Sekarang, tidak ada lagi Resti yang selalu menyuruh adik kelas untuk menuruti permintaannya, tidak ada Resti yang selalu mengenakan jaket geng THE ROSE, tidak ada Resti yang berpenampilan bak seorang model, dan tidak ada Resti yang memiliki rambut berwarna.
Semua itu telah sirna di makan waktu, Resti benar-benar sudah berubah. Berubah menjadi berkali-kali lipat lebih menyebalkan, itulah menurut Weeby.
Dalam tatapan dan pikirannya yang kosong, Weeby kini duduk seorang sendiri, di salah satu bangku panjang yang berada di taman sekolah, menunggu Marcell sesuai permintaan pada saat jam olahraga tadi pagi.
Tidak menepati janji, itu bukan nama tengah Weeby, walaupun sekarang ia tidak jadi menunjukkan test pack itu, tetapi Weeby masih menyempatkan untuk datang. Sambil menunggu, Weeby memutar otak, mencari alasan yang tepat untuk mengutarakan maksud dirinya meminta Marcell untuk ketemuan di sini.
Kejadian saat Resti menuduh dirinya seperti itu masih terngiang di kepala Weeby. Untuk sesaat, ia mengeluarkan napasnya panjang-panjang. Semua sudah membenci dirinya, entah dengan Uti, mungkin saja sahabatnya itu juga sama.

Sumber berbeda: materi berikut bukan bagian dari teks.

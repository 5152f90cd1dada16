pub mod audio_decoder;
mod blocking_inference;
mod candle_whisper_engine;
mod languages;
mod mock_transcription_engine;
mod openai_whisper_engine;
mod transcription_engine_factory;
mod wav_encoder;

pub use audio_decoder::SymphoniaAudioDecoder;
pub use blocking_inference::{cancelled, ensure_active, run_cancellable};
pub use candle_whisper_engine::CandleWhisperEngine;
pub use languages::WHISPER_LANGUAGES;
pub use mock_transcription_engine::MockTranscriptionEngine;
pub use openai_whisper_engine::OpenAiWhisperEngine;
pub use transcription_engine_factory::{TranscriptionEngineFactory, TranscriptionProvider};
pub use wav_encoder::encode_wav_pcm16;
use oratio::application::ports::AudioDecoder;
use oratio::domain::PcmAudio;
use oratio::infrastructure::audio::{SymphoniaAudioDecoder, encode_wav_pcm16};
use tempfile::TempDir;

fn read_back(wav: Vec<u8>) -> (hound::WavSpec, Vec<i16>) {
    let reader = hound::WavReader::new(std::io::Cursor::new(wav)).unwrap();
    let spec = reader.spec();
    let samples = reader.into_samples::<i16>().map(Result::unwrap).collect();
    (spec, samples)
}

#[test]
fn given_pcm_when_encoding_then_writes_mono_16_bit_wav() {
    let wav = encode_wav_pcm16(&PcmAudio::new(vec![0.0; 10], 16_000)).unwrap();

    assert_eq!(&wav[0..4], b"RIFF");
    let (spec, samples) = read_back(wav);
    assert_eq!(spec.channels, 1);
    assert_eq!(spec.sample_rate, 16_000);
    assert_eq!(spec.bits_per_sample, 16);
    assert_eq!(samples.len(), 10);
}

#[test]
fn given_out_of_range_samples_when_encoding_then_clamps_to_full_scale() {
    let wav = encode_wav_pcm16(&PcmAudio::new(vec![2.0, -2.0], 8_000)).unwrap();

    let (_, samples) = read_back(wav);
    assert_eq!(samples, vec![i16::MAX, -i16::MAX]);
}

#[test]
fn given_encoded_wav_when_decoded_with_symphonia_then_samples_survive() {
    let dir = TempDir::new().unwrap();
    let path = dir.path().join("encoded.wav");
    let original = PcmAudio::new((0..1600).map(|i| (i as f32 / 1600.0) - 0.5).collect(), 16_000);
    std::fs::write(&path, encode_wav_pcm16(&original).unwrap()).unwrap();

    let decoded = SymphoniaAudioDecoder.decode_file(&path).unwrap();

    assert_eq!(decoded.sample_rate, 16_000);
    assert_eq!(decoded.samples.len(), original.samples.len());
    assert!((decoded.samples[800] - original.samples[800]).abs() < 0.001);
}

Disaat Weeby masih dalam lamunannya, tiba-tiba suara berat menginterupsi telinganya. Untuk beberapa detik Weeby terperenjak, ia mengangkat dagunya, menatap seorang cowok jangkung yang berdiri dihadapannya dengan raut wajah datar. Dia Marcell.
"Lo mau ngomong apa? Nggak usah basa basi, gue nggak butuh itu. Dan gue nggak punya banyak waktu juga."
Membuang napasnya dengan berat, Weeby mencoba meredam emosinya, ia sudah tahu pasti Marcell juga sama seperti teman kelasnya yang lain. Marcell membenci dirinya, cowok itu merasa jijik.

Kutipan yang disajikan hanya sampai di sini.